╔══

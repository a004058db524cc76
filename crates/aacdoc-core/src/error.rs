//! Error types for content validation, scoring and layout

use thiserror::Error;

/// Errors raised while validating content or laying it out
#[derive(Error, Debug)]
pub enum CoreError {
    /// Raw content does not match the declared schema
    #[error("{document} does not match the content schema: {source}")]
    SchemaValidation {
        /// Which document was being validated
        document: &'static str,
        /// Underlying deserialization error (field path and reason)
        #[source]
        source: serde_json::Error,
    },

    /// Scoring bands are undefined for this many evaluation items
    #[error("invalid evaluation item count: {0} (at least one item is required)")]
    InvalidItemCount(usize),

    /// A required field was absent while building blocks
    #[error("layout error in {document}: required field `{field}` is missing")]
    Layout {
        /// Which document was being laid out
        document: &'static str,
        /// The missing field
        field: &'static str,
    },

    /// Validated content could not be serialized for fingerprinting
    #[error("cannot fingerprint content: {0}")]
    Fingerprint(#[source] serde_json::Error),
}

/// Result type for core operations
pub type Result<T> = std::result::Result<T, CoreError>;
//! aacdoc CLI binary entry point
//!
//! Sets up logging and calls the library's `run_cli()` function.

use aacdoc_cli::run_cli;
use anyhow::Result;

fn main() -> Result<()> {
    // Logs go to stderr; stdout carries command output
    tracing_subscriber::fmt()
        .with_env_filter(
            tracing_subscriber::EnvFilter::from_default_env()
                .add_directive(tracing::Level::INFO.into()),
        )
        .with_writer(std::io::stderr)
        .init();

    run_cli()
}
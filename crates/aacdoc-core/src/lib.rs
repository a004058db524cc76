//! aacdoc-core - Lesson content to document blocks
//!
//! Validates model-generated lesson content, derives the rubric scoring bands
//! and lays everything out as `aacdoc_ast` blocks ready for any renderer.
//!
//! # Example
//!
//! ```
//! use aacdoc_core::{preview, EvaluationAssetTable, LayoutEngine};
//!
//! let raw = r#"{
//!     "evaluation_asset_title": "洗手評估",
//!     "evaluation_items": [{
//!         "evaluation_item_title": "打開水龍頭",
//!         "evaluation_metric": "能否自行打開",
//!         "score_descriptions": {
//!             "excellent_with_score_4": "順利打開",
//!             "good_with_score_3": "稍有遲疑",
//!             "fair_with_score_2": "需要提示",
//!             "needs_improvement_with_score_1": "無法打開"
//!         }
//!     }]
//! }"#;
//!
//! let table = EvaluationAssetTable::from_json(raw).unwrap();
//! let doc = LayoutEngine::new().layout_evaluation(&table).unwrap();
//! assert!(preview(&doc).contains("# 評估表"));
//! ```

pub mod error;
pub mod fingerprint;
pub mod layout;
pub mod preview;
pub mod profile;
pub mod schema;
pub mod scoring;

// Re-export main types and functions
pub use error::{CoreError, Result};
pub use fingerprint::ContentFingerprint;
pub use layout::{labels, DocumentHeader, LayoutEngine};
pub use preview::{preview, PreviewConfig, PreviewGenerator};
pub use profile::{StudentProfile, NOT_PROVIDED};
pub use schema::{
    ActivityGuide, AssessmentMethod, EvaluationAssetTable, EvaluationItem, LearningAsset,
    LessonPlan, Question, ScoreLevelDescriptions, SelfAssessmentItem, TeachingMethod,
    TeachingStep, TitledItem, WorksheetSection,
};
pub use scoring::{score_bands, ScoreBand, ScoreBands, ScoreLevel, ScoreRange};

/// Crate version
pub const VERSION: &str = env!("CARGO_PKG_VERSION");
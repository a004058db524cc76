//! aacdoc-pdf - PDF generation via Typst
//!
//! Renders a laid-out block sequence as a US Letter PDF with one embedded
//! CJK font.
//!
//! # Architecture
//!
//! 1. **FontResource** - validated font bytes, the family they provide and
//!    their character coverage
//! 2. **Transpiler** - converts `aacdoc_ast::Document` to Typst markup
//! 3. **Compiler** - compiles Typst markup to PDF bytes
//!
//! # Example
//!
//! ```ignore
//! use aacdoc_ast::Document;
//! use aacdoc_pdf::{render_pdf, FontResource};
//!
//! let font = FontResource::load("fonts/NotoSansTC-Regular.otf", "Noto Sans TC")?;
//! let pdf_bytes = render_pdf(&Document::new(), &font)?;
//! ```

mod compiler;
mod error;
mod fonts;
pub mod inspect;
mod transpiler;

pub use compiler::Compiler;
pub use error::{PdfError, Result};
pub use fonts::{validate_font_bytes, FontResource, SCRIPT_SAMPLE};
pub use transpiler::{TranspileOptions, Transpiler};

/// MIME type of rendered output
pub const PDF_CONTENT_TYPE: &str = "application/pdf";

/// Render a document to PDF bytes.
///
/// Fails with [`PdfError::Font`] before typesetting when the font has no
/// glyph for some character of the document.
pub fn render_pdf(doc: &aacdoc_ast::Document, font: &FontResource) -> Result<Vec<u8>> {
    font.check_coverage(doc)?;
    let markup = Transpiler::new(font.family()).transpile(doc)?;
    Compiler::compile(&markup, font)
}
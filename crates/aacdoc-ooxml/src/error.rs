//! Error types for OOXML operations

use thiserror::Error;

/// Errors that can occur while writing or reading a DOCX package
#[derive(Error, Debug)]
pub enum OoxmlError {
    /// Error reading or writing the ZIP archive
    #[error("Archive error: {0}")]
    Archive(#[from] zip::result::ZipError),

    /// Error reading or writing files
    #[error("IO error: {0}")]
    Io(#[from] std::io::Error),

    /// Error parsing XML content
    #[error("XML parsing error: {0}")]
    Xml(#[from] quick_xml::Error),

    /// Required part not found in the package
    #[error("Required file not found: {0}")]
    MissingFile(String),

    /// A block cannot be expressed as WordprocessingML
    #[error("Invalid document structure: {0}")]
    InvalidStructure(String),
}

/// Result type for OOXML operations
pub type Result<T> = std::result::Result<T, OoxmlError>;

╚══

== TASK ITEM ==
In your answer, reproduce every entry exactly as it was written.

== ANSWER TO THIS TASK ==
repository a004058db524cc76
filename crates/aacdoc-core/src/error.rs
//! Error types for content validation, scoring and layout

use thiserror::Error;

/// Errors raised while validating content or laying it out
#[derive(Error, Debug)]
pub enum CoreError {
    /// Raw content does not match the declared schema
    #[error("{document} does not match the content schema: {source}")]
    SchemaValidation {
        /// Which document was being validated
        document: &'static str,
        /// Underlying deserialization error (field path and reason)
        #[source]
        source: serde_json::Error,
    },

    /// Scoring bands are undefined for this many evaluation items
    #[error("invalid evaluation item count: {0} (at least one item is required)")]
    InvalidItemCount(usize),

    /// A required field was absent while building blocks
    #[error("layout error in {document}: required field `{field}` is missing")]
    Layout {
        /// Which document was being laid out
        document: &'static str,
        /// The missing field
        field: &'static str,
    },

    /// Validated content could not be serialized for fingerprinting
    #[error("cannot fingerprint content: {0}")]
    Fingerprint(#[source] serde_json::Error),
}

/// Result type for core operations
pub type Result<T> = std::result::Result<T, CoreError>;
//! aacdoc CLI binary entry point
//!
//! Sets up logging and calls the library's `run_cli()` function.

use aacdoc_cli::run_cli;
use anyhow::Result;

fn main() -> Result<()> {
    // Logs go to stderr; stdout carries command output
    tracing_subscriber::fmt()
        .with_env_filter(
            tracing_subscriber::EnvFilter::from_default_env()
                .add_directive(tracing::Level::INFO.into()),
        )
        .with_writer(std::io::stderr)
        .init();

    run_cli()
}
filename crates/aacdoc-core/src/lib.rs
repository a004058db524cc76
//! aacdoc-core - Lesson content to document blocks
//!
//! Validates model-generated lesson content, derives the rubric scoring bands
//! and lays everything out as `aacdoc_ast` blocks ready for any renderer.
//!
//! # Example
//!
//! ```
//! use aacdoc_core::{preview, EvaluationAssetTable, LayoutEngine};
//!
//! let raw = r#"{
//!     "evaluation_asset_title": "洗手評估",
//!     "evaluation_items": [{
//!         "evaluation_item_title": "打開水龍頭",
//!         "evaluation_metric": "能否自行打開",
//!         "score_descriptions": {
//!             "excellent_with_score_4": "順利打開",
//!             "good_with_score_3": "稍有遲疑",
//!             "fair_with_score_2": "需要提示",
//!             "needs_improvement_with_score_1": "無法打開"
//!         }
//!     }]
//! }"#;
//!
//! let table = EvaluationAssetTable::from_json(raw).unwrap();
//! let doc = LayoutEngine::new().layout_evaluation(&table).unwrap();
//! assert!(preview(&doc).contains("# 評估表"));
//! ```

pub mod error;
pub mod fingerprint;
pub mod layout;
pub mod preview;
pub mod profile;
pub mod schema;
pub mod scoring;

// Re-export main types and functions
pub use error::{CoreError, Result};
pub use fingerprint::ContentFingerprint;
pub use layout::{labels, DocumentHeader, LayoutEngine};
pub use preview::{preview, PreviewConfig, PreviewGenerator};
pub use profile::{StudentProfile, NOT_PROVIDED};
pub use schema::{
    ActivityGuide, AssessmentMethod, EvaluationAssetTable, EvaluationItem, LearningAsset,
    LessonPlan, Question, ScoreLevelDescriptions, SelfAssessmentItem, TeachingMethod,
    TeachingStep, TitledItem, WorksheetSection,
};
pub use scoring::{score_bands, ScoreBand, ScoreBands, ScoreLevel, ScoreRange};

/// Crate version
pub const VERSION: &str = env!("CARGO_PKG_VERSION");
repository a004058db524cc76
//! aacdoc-pdf - PDF generation via Typst
//!
//! Renders a laid-out block sequence as a US Letter PDF with one embedded
//! CJK font.
//!
//! # Architecture
//!
//! 1. **FontResource** - validated font bytes, the family they provide and
//!    their character coverage
//! 2. **Transpiler** - converts `aacdoc_ast::Document` to Typst markup
//! 3. **Compiler** - compiles Typst markup to PDF bytes
//!
//! # Example
//!
//! ```ignore
//! use aacdoc_ast::Document;
//! use aacdoc_pdf::{render_pdf, FontResource};
//!
//! let font = FontResource::load("fonts/NotoSansTC-Regular.otf", "Noto Sans TC")?;
//! let pdf_bytes = render_pdf(&Document::new(), &font)?;
//! ```

mod compiler;
mod error;
mod fonts;
pub mod inspect;
mod transpiler;

pub use compiler::Compiler;
pub use error::{PdfError, Result};
pub use fonts::{validate_font_bytes, FontResource, SCRIPT_SAMPLE};
pub use transpiler::{TranspileOptions, Transpiler};

/// MIME type of rendered output
pub const PDF_CONTENT_TYPE: &str = "application/pdf";

/// Render a document to PDF bytes.
///
/// Fails with [`PdfError::Font`] before typesetting when the font has no
/// glyph for some character of the document.
pub fn render_pdf(doc: &aacdoc_ast::Document, font: &FontResource) -> Result<Vec<u8>> {
    font.check_coverage(doc)?;
    let markup = Transpiler::new(font.family()).transpile(doc)?;
    Compiler::compile(&markup, font)
}
filename crates/aacdoc-ooxml/src/error.rs
//! Error types for OOXML operations

use thiserror::Error;

/// Errors that can occur while writing or reading a DOCX package
#[derive(Error, Debug)]
pub enum OoxmlError {
    /// Error reading or writing the ZIP archive
    #[error("Archive error: {0}")]
    Archive(#[from] zip::result::ZipError),

    /// Error reading or writing files
    #[error("IO error: {0}")]
    Io(#[from] std::io::Error),

    /// Error parsing XML content
    #[error("XML parsing error: {0}")]
    Xml(#[from] quick_xml::Error),

    /// Required part not found in the package
    #[error("Required file not found: {0}")]
    MissingFile(String),

    /// A block cannot be expressed as WordprocessingML
    #[error("Invalid document structure: {0}")]
    InvalidStructure(String),
}

/// Result type for OOXML operations
pub type Result<T> = std::result::Result<T, OoxmlError>;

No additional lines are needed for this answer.